▶ TASK TO COMPLETE
Return all lines of the records that contain the word "AnalysisResponse".

▶ RAW DATA
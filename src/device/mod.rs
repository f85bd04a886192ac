pub mod analysis_client;
pub mod capture_client;

use crate::{
    config::{DeviceConfig, DEFAULT_TIMEOUT_SECS},
    error::{MonitorError, Result},
    models::CapturedImagePair,
    prompt::PromptSelection,
};
use std::time::Duration;

pub use analysis_client::AnalysisClient;
pub use capture_client::CaptureClient;

/// Client facade for one camera device. Sub-clients share a single
/// `reqwest::Client` and the device's base URL.
#[derive(Clone)]
pub struct DeviceClient {
    capture_client: CaptureClient,
    analysis_client: AnalysisClient,
}

impl DeviceClient {
    pub fn new(config: DeviceConfig) -> Result<Self> {
        let base_url = config
            .base_url
            .as_deref()
            .ok_or_else(|| MonitorError::ConfigError("Device base URL is required".into()))?
            .trim_end_matches('/')
            .to_string();

        let timeout = Duration::from_secs(config.timeout_secs.unwrap_or(DEFAULT_TIMEOUT_SECS));
        let http = reqwest::Client::builder()
            .timeout(timeout)
            .build()
            .map_err(|e| MonitorError::ConfigError(e.to_string()))?;

        Ok(Self {
            capture_client: CaptureClient::new(http.clone(), base_url.clone(), &config),
            analysis_client: AnalysisClient::new(http, base_url),
        })
    }

    pub fn capture(&self) -> &CaptureClient {
        &self.capture_client
    }

    pub fn analysis(&self) -> &AnalysisClient {
        &self.analysis_client
    }

    /// Run the whole workflow in one call: capture a pair, compose the prompt
    /// for the given selection, analyze. The two round-trips stay sequential.
    pub async fn watch(
        &self,
        delay_seconds: u32,
        selection: &PromptSelection,
    ) -> Result<(CapturedImagePair, String)> {
        let pair = self.capture_client.capture_pair(delay_seconds).await?;
        let prompt = selection.compose(pair.delay_seconds);
        let report = self.analysis_client.analyze(&pair, &prompt).await?;
        Ok((pair, report))
    }
}

#[cfg(test)]
mod tests {
    use super::*;

    #[test]
    fn test_new_requires_base_url() {
        let result = DeviceClient::new(DeviceConfig::default());
        assert!(matches!(result, Err(MonitorError::ConfigError(_))));
    }

    #[test]
    fn test_new_trims_trailing_slash() {
        let config = DeviceConfig::new().with_base_url("http://192.168.1.42/");
        let client = DeviceClient::new(config).unwrap();
        assert_eq!(client.capture().base_url(), "http://192.168.1.42");
    }
}
use crate::models::CapturedImagePair;
use serde::{Deserialize, Serialize};

/// Body of `POST /analyze_gpt`: both photos plus the composed prompt.
#[derive(Debug, Clone, Serialize)]
pub struct AnalysisRequest {
    pub image1: String,
    pub image2: String,
    pub prompt: String,
}

impl AnalysisRequest {
    pub fn from_pair(pair: &CapturedImagePair, prompt: impl Into<String>) -> Self {
        Self {
            image1: pair.image1_base64.clone(),
            image2: pair.image2_base64.clone(),
            prompt: prompt.into(),
        }
    }
}

/// Reply from `POST /analyze_gpt`. On success `gpt_response` carries the
/// model's change report; otherwise `message` carries the error text.
#[derive(Debug, Clone, Deserialize)]
pub struct AnalysisResponse {
    pub status: String,
    #[serde(default)]
    pub gpt_response: Option<String>,
    #[serde(default)]
    pub message: Option<String>,
}

impl AnalysisResponse {
    pub fn is_success(&self) -> bool {
        self.status == "success"
    }
}

#[cfg(test)]
mod tests {
    use super::*;

    #[test]
    fn test_request_serializes_with_wire_field_names() {
        let pair = CapturedImagePair::new("aW1nMQ==".to_string(), "aW1nMg==".to_string(), 5);
        let request = AnalysisRequest::from_pair(&pair, "What changed?");
        let json = serde_json::to_value(&request).unwrap();

        assert_eq!(json["image1"], "aW1nMQ==");
        assert_eq!(json["image2"], "aW1nMg==");
        assert_eq!(json["prompt"], "What changed?");
    }

    #[test]
    fn test_response_success_shape() {
        let body = r#"{"status":"success","gpt_response":"A lamp turned on."}"#;
        let response: AnalysisResponse = serde_json::from_str(body).unwrap();
        assert!(response.is_success());
        assert_eq!(response.gpt_response.as_deref(), Some("A lamp turned on."));
    }

    #[test]
    fn test_response_error_shape() {
        let body = r#"{"status":"error","message":"Upstream model unavailable"}"#;
        let response: AnalysisResponse = serde_json::from_str(body).unwrap();
        assert!(!response.is_success());
        assert_eq!(response.message.as_deref(), Some("Upstream model unavailable"));
        assert!(response.gpt_response.is_none());
    }
}
use camsentry::{
    logger, DeviceClient, DeviceConfig, MonitorSession, OutputFormat, TemplateKey,
};
use std::env;

#[tokio::main]
async fn main() -> Result<(), Box<dyn std::error::Error>> {
    match dotenv::dotenv() {
        Ok(_) => log::info!("✅ .env file loaded successfully"),
        Err(_) => log::warn!("⚠️  No .env file found, using system environment variables"),
    }

    logger::init_with_config(
        logger::LoggerConfig::development().with_level(logger::LogLevel::Debug),
    )?;

    log::info!("🔍 Checking device environment...");

    let config = DeviceConfig::from_env();
    match &config.base_url {
        Some(url) => log::info!("CAMSENTRY_DEVICE_URL: {}", url),
        None => {
            log::error!("❌ CAMSENTRY_DEVICE_URL is not set");
            log::warn!("💡 Point it at your camera device, e.g. http://192.168.1.42");
            return Err("missing device URL".into());
        }
    }

    let delay_seconds: u32 = env::var("CAMSENTRY_DELAY_SECS")
        .ok()
        .and_then(|s| s.parse().ok())
        .unwrap_or(5);

    logger::log_config_info(&config);
    logger::log_startup_info(
        "camsentry",
        env!("CARGO_PKG_VERSION"),
        config.base_url.as_deref().unwrap_or_default(),
    );

    log::info!("🔄 Creating device client...");
    let client = match DeviceClient::new(config) {
        Ok(client) => {
            log::info!("✅ Device client initialized successfully");
            client
        }
        Err(e) => {
            log::error!("❌ Failed to initialize device client: {}", e);
            return Err(e.into());
        }
    };

    let mut session = MonitorSession::new(client);
    session.set_template(TemplateKey::Default);
    session.toggle_format(OutputFormat::ShortAlert);

    log::info!("📸 Capturing image pair ({}s delay)...", delay_seconds);
    let capture_timer = logger::timer("capture_pair");
    match session.capture(delay_seconds).await {
        Ok(pair) => {
            log::info!("✅ Image pair captured!");
            match pair.decoded_sizes() {
                Ok((first, second)) => {
                    log::info!("🖼️  Image sizes: {} and {} JPEG bytes", first, second)
                }
                Err(e) => log::warn!("⚠️  Could not decode image payloads: {}", e),
            }
        }
        Err(e) => {
            log::error!("❌ Capture failed: {}", e);
            log::warn!("💡 Is the device reachable and the camera initialized?");
            return Err(e.into());
        }
    }
    drop(capture_timer);

    if let Some(prompt) = session.current_prompt() {
        log::info!("📝 Composed prompt:");
        for line in prompt.lines() {
            log::info!("   {}", line);
        }
    }

    log::info!("🤖 Sending images and prompt for analysis...");
    let analysis_timer = logger::timer("analyze");
    match session.analyze().await {
        Ok(report) => {
            log::info!("✅ Analysis complete!");
            log::info!("📋 Change report:");
            for line in report.lines() {
                log::info!("   {}", line);
            }
        }
        Err(e) => {
            log::error!("❌ Analysis failed: {}", e);
            return Err(e.into());
        }
    }
    drop(analysis_timer);

    log::info!("🧹 Resetting device buffers...");
    match session.reset().await {
        Ok(()) => log::info!("✅ Device reset, ready for a new capture"),
        Err(e) => log::warn!("⚠️  Reset failed: {}", e),
    }

    log::info!("🎉 Workflow complete!");
    Ok(())
}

▶ ANSWER TO THIS TASK
pub struct AnalysisResponse {
impl AnalysisResponse {
        let response: AnalysisResponse = serde_json::from_str(body).unwrap();
        let response: AnalysisResponse = serde_json::from_str(body).unwrap();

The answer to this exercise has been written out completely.